Triangle $ABC$ is a right triangle with sides $AB$, $BC$ and $AC$.
$a$ is the length of $AB$.
$b$ is the length of $BC$.
$c$ is the length of $AC$.
If $a = 3$, and $b = 4$, we can use Pythagoras' theorem in order to calculate the length of $c$ (although, in this instance, we have a Pythagorean triple).
Since $a^2 + b^2 = c^2$:
$$c = \sqrt{a^2 + b^2} = \sqrt{9 + 16} = \sqrt{25} = 5$$
Now that we have calculated $c$, we can derive an equation for the line by finding its gradient.

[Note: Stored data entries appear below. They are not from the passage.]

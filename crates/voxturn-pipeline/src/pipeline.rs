//! Top-level assembly of the voice pipeline and the read-only API exposed to
//! operators: readiness, memory, latency, recovery and recommendations.

use crate::coordinator::ConversationCoordinator;
use crate::turn::ConversationTurn;
use std::sync::Arc;
use voxturn_audio::{CodecBackend, SyntheticCodec, VoiceActivityGate};
use voxturn_core::{
    Accelerator, AppConfig, AudioChunk, EngineError, EngineKind, EngineSpec, Failure,
    HostAccelerator, PipelineError,
};
use voxturn_engine::{
    BackendRegistry, EngineLifecycleManager, EngineSet, MemoryStats, ResourceBudgetTracker,
};
use voxturn_monitor::{LatencyMonitor, PerformanceSummary, RecoveryManager, RecoveryStats};

/// Headroom below this share of the total budget triggers a recommendation.
const LOW_HEADROOM_FRACTION: f64 = 0.10;

pub struct VoicePipeline {
    config: AppConfig,
    engines: Arc<EngineLifecycleManager>,
    monitor: Arc<LatencyMonitor>,
    recovery: Arc<RecoveryManager>,
    coordinator: Arc<ConversationCoordinator>,
}

impl VoicePipeline {
    pub fn new(
        config: AppConfig,
        registry: BackendRegistry,
        codec: Arc<dyn CodecBackend>,
        accelerator: Arc<dyn Accelerator>,
    ) -> Self {
        let budget = Arc::new(ResourceBudgetTracker::new(
            config.budget.total_gb,
            Arc::clone(&accelerator),
        ));
        let engines = Arc::new(EngineLifecycleManager::new(budget, registry));
        let monitor = Arc::new(LatencyMonitor::new(config.latency.clone()));
        let recovery = Arc::new(RecoveryManager::with_defaults(
            config.recovery.clone(),
            accelerator,
            Arc::clone(&monitor),
        ));
        let coordinator = Arc::new(ConversationCoordinator::new(
            VoiceActivityGate::new(config.gate.clone()),
            codec,
            Arc::clone(&engines),
            Arc::clone(&monitor),
            Arc::clone(&recovery),
            config.conversation.clone(),
        ));

        Self {
            config,
            engines,
            monitor,
            recovery,
            coordinator,
        }
    }

    /// A pipeline backed by the null engines and the synthetic codec.
    pub fn with_null_backends(config: AppConfig) -> Self {
        Self::new(
            config,
            BackendRegistry::new(),
            Arc::new(SyntheticCodec::new()),
            Arc::new(HostAccelerator::new()),
        )
    }

    pub fn config(&self) -> &AppConfig {
        &self.config
    }

    pub fn coordinator(&self) -> &Arc<ConversationCoordinator> {
        &self.coordinator
    }

    pub fn engines(&self) -> &Arc<EngineLifecycleManager> {
        &self.engines
    }

    /// Bring up the engines listed in the configuration, or a null engine of
    /// each kind when none are listed.
    pub async fn start(&self) -> Result<Arc<EngineSet>, PipelineError> {
        let specs = if self.config.engines.is_empty() {
            default_engine_specs()
        } else {
            self.config.engines.clone()
        };
        self.start_with(&specs).await
    }

    pub async fn start_with(&self, specs: &[EngineSpec]) -> Result<Arc<EngineSet>, PipelineError> {
        for kind in [
            EngineKind::Transcription,
            EngineKind::Response,
            EngineKind::Synthesis,
        ] {
            if !specs.iter().any(|s| s.kind == kind) {
                return Err(EngineError::InvalidSpec(format!("no {kind} engine configured")).into());
            }
        }

        match self.engines.initialize_all(specs).await {
            Ok(set) => {
                tracing::info!(engines = set.len(), "voice pipeline ready");
                Ok(set)
            }
            Err(e) => {
                let outcome = self.recovery.handle(&Failure::from(&e)).await;
                tracing::error!(
                    category = %outcome.category,
                    recovered = outcome.succeeded,
                    "engine initialization failed: {e}"
                );
                Err(e.into())
            }
        }
    }

    pub fn is_ready(&self) -> bool {
        self.coordinator.is_ready()
    }

    pub async fn process_turn(&self, chunk: AudioChunk) -> Result<ConversationTurn, PipelineError> {
        self.coordinator.process_turn(chunk).await
    }

    pub fn memory_stats(&self) -> MemoryStats {
        self.engines.budget().memory_stats()
    }

    pub fn performance_summary(&self) -> PerformanceSummary {
        self.monitor.summary()
    }

    pub fn recovery_stats(&self) -> RecoveryStats {
        self.recovery.stats()
    }

    pub fn optimization_recommendations(&self) -> Vec<String> {
        let mut out = self.monitor.recommendations();

        let memory = self.memory_stats();
        if memory.total_gb > 0.0
            && memory.reserved_gb > 0.0
            && memory.headroom_gb < memory.total_gb * LOW_HEADROOM_FRACTION
        {
            out.push(format!(
                "memory headroom is {:.1} GB of {:.1} GB; consider smaller engines or a larger budget",
                memory.headroom_gb, memory.total_gb
            ));
        }

        for alert in self.recovery.active_alerts() {
            out.push(format!(
                "{} failures of kind '{}' recurred {} times within {} s; investigate the root cause",
                alert.category, alert.kind, alert.occurrences, alert.window_secs
            ));
        }
        out
    }

    pub async fn shutdown(&self) -> Result<(), PipelineError> {
        self.engines.shutdown().await?;
        tracing::info!("voice pipeline stopped");
        Ok(())
    }
}

/// One null engine of each kind, sized for a small budget.
pub fn default_engine_specs() -> Vec<EngineSpec> {
    vec![
        EngineSpec::new("stt", EngineKind::Transcription, 1.0),
        EngineSpec::new("llm", EngineKind::Response, 2.0),
        EngineSpec::new("tts", EngineKind::Synthesis, 1.0),
    ]
}
pub mod context;
pub mod coordinator;
pub mod host;
pub mod pipeline;
pub mod turn;
pub mod voice_profile;

#[cfg(test)]
mod testing;

pub use context::RecentContext;
pub use coordinator::ConversationCoordinator;
pub use host::TurnHost;
pub use pipeline::{default_engine_specs, VoicePipeline};
pub use turn::{ConversationTurn, TurnOutcome, TurnState};
pub use voice_profile::{Register, VoiceSelector};
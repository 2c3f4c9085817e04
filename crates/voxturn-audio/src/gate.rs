//! Voice-activity gate.
//!
//! Filters silence and noise out before a chunk reaches the transcription
//! engine. The gate is stateless: every call looks at one chunk only, so a
//! single instance can be shared by concurrent turns.

use voxturn_core::{AudioChunk, GateConfig, GateReason, VoiceActivityDecision};

/// Confidence reported when the gate fails closed.
const ERROR_CONFIDENCE: f32 = 0.5;

#[derive(Debug)]
enum GateFault {
    Empty,
    InvalidFormat { sample_rate: u32, channels: u16 },
    NonFinite { index: usize },
}

pub struct VoiceActivityGate {
    config: GateConfig,
}

impl VoiceActivityGate {
    pub fn new(config: GateConfig) -> Self {
        Self { config }
    }

    pub fn config(&self) -> &GateConfig {
        &self.config
    }

    /// Classify `chunk` as speech or non-speech.
    ///
    /// Never fails open: a chunk that cannot be analyzed is reported as
    /// non-speech with reason [`GateReason::Error`].
    pub fn evaluate(&self, chunk: &AudioChunk) -> VoiceActivityDecision {
        match self.analyze(chunk) {
            Ok(decision) => decision,
            Err(fault) => {
                tracing::warn!(chunk_id = chunk.id, "gate failed closed: {fault:?}");
                VoiceActivityDecision {
                    has_speech: false,
                    confidence: ERROR_CONFIDENCE,
                    reason: GateReason::Error,
                }
            }
        }
    }

    fn analyze(&self, chunk: &AudioChunk) -> Result<VoiceActivityDecision, GateFault> {
        if chunk.samples.is_empty() {
            return Err(GateFault::Empty);
        }
        if chunk.sample_rate == 0 || chunk.channels == 0 {
            return Err(GateFault::InvalidFormat {
                sample_rate: chunk.sample_rate,
                channels: chunk.channels,
            });
        }
        if let Some(index) = chunk.samples.iter().position(|s| !s.is_finite()) {
            return Err(GateFault::NonFinite { index });
        }

        let mono = downmix(&chunk.samples, chunk.channels);
        let cfg = &self.config;

        let peak = mono.iter().fold(0.0f32, |acc, s| acc.max(s.abs()));
        if peak < cfg.silence_floor {
            return Ok(reject(GateReason::BelowSilenceFloor, peak, cfg.silence_floor));
        }

        let rms = rms(&mono);
        if rms < cfg.energy_floor {
            return Ok(reject(GateReason::LowEnergy, rms, cfg.energy_floor));
        }

        let variance = variance(&mono);
        if variance < cfg.flatness_floor {
            return Ok(reject(GateReason::FlatSignal, variance, cfg.flatness_floor));
        }

        let duration_ms = chunk.duration_ms() as f32;
        let min_ms = cfg.min_speech_ms as f32;
        if duration_ms < min_ms {
            return Ok(reject(GateReason::TooShort, duration_ms, min_ms));
        }

        let fraction = self.voiced_fraction(&mono, chunk.sample_rate);
        if fraction >= cfg.voiced_fraction {
            Ok(VoiceActivityDecision {
                has_speech: true,
                confidence: (0.5 + 0.5 * fraction).min(1.0),
                reason: GateReason::Speech,
            })
        } else {
            Ok(VoiceActivityDecision {
                has_speech: false,
                confidence: 1.0 - fraction,
                reason: GateReason::InsufficientVoicedFrames,
            })
        }
    }

    /// Fraction of fixed-size sub-frames classified as voiced.
    fn voiced_fraction(&self, mono: &[f32], sample_rate: u32) -> f32 {
        let frame_len = ((sample_rate as u64 * self.config.frame_ms as u64) / 1000).max(1) as usize;

        // A chunk shorter than one sub-frame is judged as a whole.
        let frames: Vec<&[f32]> = if mono.len() < frame_len {
            vec![mono]
        } else {
            mono.chunks(frame_len).collect()
        };

        let voiced = frames.iter().filter(|f| self.is_voiced(f)).count();
        voiced as f32 / frames.len() as f32
    }

    fn is_voiced(&self, frame: &[f32]) -> bool {
        rms(frame) >= self.config.frame_energy_floor
            && zero_crossing_rate(frame) <= self.config.max_voiced_zcr
    }
}

impl Default for VoiceActivityGate {
    fn default() -> Self {
        Self::new(GateConfig::default())
    }
}

/// Rejection whose confidence grows as `value` falls further below `floor`.
fn reject(reason: GateReason, value: f32, floor: f32) -> VoiceActivityDecision {
    let ratio = if floor > 0.0 {
        (value / floor).clamp(0.0, 1.0)
    } else {
        0.0
    };
    VoiceActivityDecision {
        has_speech: false,
        confidence: 1.0 - 0.5 * ratio,
        reason,
    }
}

fn downmix(samples: &[f32], channels: u16) -> Vec<f32> {
    if channels == 1 {
        return samples.to_vec();
    }
    samples
        .chunks(channels as usize)
        .map(|frame| frame.iter().sum::<f32>() / frame.len() as f32)
        .collect()
}

fn rms(samples: &[f32]) -> f32 {
    if samples.is_empty() {
        return 0.0;
    }
    let sum: f64 = samples.iter().map(|s| (*s as f64) * (*s as f64)).sum();
    (sum / samples.len() as f64).sqrt() as f32
}

fn variance(samples: &[f32]) -> f32 {
    if samples.is_empty() {
        return 0.0;
    }
    let n = samples.len() as f64;
    let mean: f64 = samples.iter().map(|s| *s as f64).sum::<f64>() / n;
    let var: f64 = samples
        .iter()
        .map(|s| {
            let d = *s as f64 - mean;
            d * d
        })
        .sum::<f64>()
        / n;
    var as f32
}

fn zero_crossing_rate(samples: &[f32]) -> f32 {
    if samples.len() < 2 {
        return 0.0;
    }
    let crossings = samples
        .windows(2)
        .filter(|w| (w[0] >= 0.0) != (w[1] >= 0.0))
        .count();
    crossings as f32 / (samples.len() - 1) as f32
}
pub mod capture;
pub mod codec;
pub mod device;
pub mod gate;
pub mod output;

pub use capture::{CaptureHandle, CaptureNode, ChunkAssembler};
pub use codec::{CodeTiers, CodecBackend, FrameCodecDecoder, SyntheticCodec};
pub use device::DeviceManager;
pub use gate::VoiceActivityGate;
pub use output::{PlaybackHandle, PlaybackNode, PlaybackQueue};

use ringbuf::traits::Split;
use ringbuf::{HeapCons, HeapProd, HeapRb};

/// Create a ring buffer split into producer and consumer halves.
pub fn create_ring_buffer(capacity: usize) -> (HeapProd<f32>, HeapCons<f32>) {
    HeapRb::<f32>::new(capacity).split()
}
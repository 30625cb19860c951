//! Answer composition from retrieved transcript chunks.

use super::{ChatMessage, GenerationRequest, Generator};
use crate::config::{Prompts, RagSettings};
use crate::error::Result;
use crate::vector_store::RetrievalResult;
use std::collections::HashMap;
use std::sync::Arc;
use tracing::{debug, instrument, warn};

/// Context block used when nothing was retrieved.
pub const NO_CONTEXT: &str = "No relevant transcript content found.";

const ENGAGEMENT_MAX_CHARS: usize = 100;
const ENGAGEMENT_EXCERPT_CHARS: usize = 200;

/// An answer plus the chunks it was grounded on.
#[derive(Debug, Clone)]
pub struct ComposedAnswer {
    pub answer: String,
    pub referenced_chunks: Vec<RetrievalResult>,
    /// Short follow-up question about the current moment of the video.
    pub context_prompt: Option<String>,
}

/// Builds prompts from retrieved chunks and calls the generator.
pub struct AnswerComposer {
    generator: Arc<dyn Generator>,
    prompts: Prompts,
    settings: RagSettings,
}

impl AnswerComposer {
    pub fn new(generator: Arc<dyn Generator>, settings: RagSettings) -> Self {
        Self {
            generator,
            prompts: Prompts::default(),
            settings,
        }
    }

    /// Set custom prompts (with user-defined variables).
    pub fn with_prompts(mut self, prompts: Prompts) -> Self {
        self.prompts = prompts;
        self
    }

    /// Answer `question` from `chunks`.
    ///
    /// The first `context_count` chunks are the timestamp-window chunks,
    /// nearest first. The engagement prompt is only attempted when there is at
    /// least one of them, and is best-effort: only the primary generation can
    /// fail the call.
    #[instrument(skip_all, fields(chunks = chunks.len(), context = context_count, history = history.len()))]
    pub async fn compose(
        &self,
        chunks: &[RetrievalResult],
        context_count: usize,
        question: &str,
        history: &[ChatMessage],
        timestamp: Option<f64>,
    ) -> Result<ComposedAnswer> {
        let request = self.answer_request(chunks, question, history);
        let answer = self.generator.generate(&request).await?;

        let anchor = chunks[..context_count.min(chunks.len())].first();
        let context_prompt = match (timestamp, anchor) {
            (Some(t), Some(anchor)) if self.settings.engagement_enabled => {
                self.engagement_prompt(anchor, t).await
            }
            _ => None,
        };

        Ok(ComposedAnswer {
            answer,
            referenced_chunks: chunks.to_vec(),
            context_prompt,
        })
    }

    fn answer_request(
        &self,
        chunks: &[RetrievalResult],
        question: &str,
        history: &[ChatMessage],
    ) -> GenerationRequest {
        let mut vars = HashMap::new();
        vars.insert("context".to_string(), format_context(chunks));
        vars.insert("question".to_string(), question.to_string());

        let recent = history.len().saturating_sub(self.settings.history_limit);
        let mut messages: Vec<ChatMessage> = history[recent..].to_vec();
        messages.push(ChatMessage::user(
            self.prompts.render_with_custom(&self.prompts.rag.user, &vars),
        ));

        GenerationRequest {
            model: self.settings.model.clone(),
            system: self.prompts.render_with_custom(&self.prompts.rag.system, &HashMap::new()),
            messages,
            temperature: self.settings.temperature,
            max_tokens: self.settings.max_tokens,
            json: false,
        }
    }

    async fn engagement_prompt(&self, anchor: &RetrievalResult, timestamp: f64) -> Option<String> {
        let mut vars = HashMap::new();
        vars.insert("timestamp".to_string(), (timestamp.max(0.0) as u64).to_string());
        vars.insert(
            "current_content".to_string(),
            anchor.text.chars().take(ENGAGEMENT_EXCERPT_CHARS).collect(),
        );

        let request = GenerationRequest {
            model: self.settings.engagement_model.clone(),
            system: self
                .prompts
                .render_with_custom(&self.prompts.rag.engagement_system, &HashMap::new()),
            messages: vec![ChatMessage::user(
                self.prompts.render_with_custom(&self.prompts.rag.engagement_user, &vars),
            )],
            temperature: self.settings.temperature,
            max_tokens: self.settings.engagement_max_tokens,
            json: false,
        };

        match self.generator.generate(&request).await {
            Ok(text) => {
                let prompt = clean_engagement_prompt(&text);
                debug!("Engagement prompt: {:?}", prompt);
                prompt
            }
            Err(e) => {
                warn!("Failed to generate engagement prompt: {}", e);
                None
            }
        }
    }
}

/// Render chunks as numbered, timestamped excerpts separated by blank lines.
pub fn format_context(chunks: &[RetrievalResult]) -> String {
    if chunks.is_empty() {
        return NO_CONTEXT.to_string();
    }

    chunks
        .iter()
        .enumerate()
        .map(|(i, chunk)| format!("[{}] ({}) {}", i + 1, chunk.to_chunk().time_range(), chunk.text))
        .collect::<Vec<_>>()
        .join("\n\n")
}

fn clean_engagement_prompt(text: &str) -> Option<String> {
    let cleaned = text
        .trim()
        .trim_matches(|c| matches!(c, '"' | '\'' | '“' | '”'))
        .trim();

    if cleaned.is_empty() {
        return None;
    }

    Some(cleaned.chars().take(ENGAGEMENT_MAX_CHARS).collect())
}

As $\displaystyle m = \frac{\delta y}{\delta x}, m = \frac{a}{b} = \frac{3}{4}$, and the equation of the line $AC$ is $y = \dfrac{3}{4}x$.
With this equation, we can find the integral between $0$ and $4$ (as $b$ is equal to $4$), and prove that:
$$\frac{1}{2}ab \equiv \int_0^b \! f(x) \, \mathrm{d}x$$
The integral of $\displaystyle\int_0^4 \! f(x) \, \mathrm{d}x$ where $f(x) = \dfrac{3}{4}x$ is equal to $\dfrac{3x^2}{8}$.
Substituting $0$ and $4$ into the integral, we get $\dfrac{48}{8} = 6$.
This is the correct area of the triangle, and therefore $\displaystyle\dfrac{1}{2}ab \equiv \int_0^b \! f(x) \, \mathrm{d}x$ when calculating the area of a right triangle.
Thank you for reading, and I would appreciate it if you could comment below what you think of this post, as it may help me in the future.
Remember: a line that passes through the origin and a given point $(b,a)$ has a slope $\frac{a}{b}$. Hence, the linear equation that has that slope would be $f(x) = \frac{ax}{b}$. Hence, consider the following:
$$\int_0^b f(x)dx = \int_0^b \frac{ax}{b}dx= \bigg[\frac{ax^2}{2b}\bigg]_0^b = \frac{ab^2}{2b}=\frac{1}{2}ab$$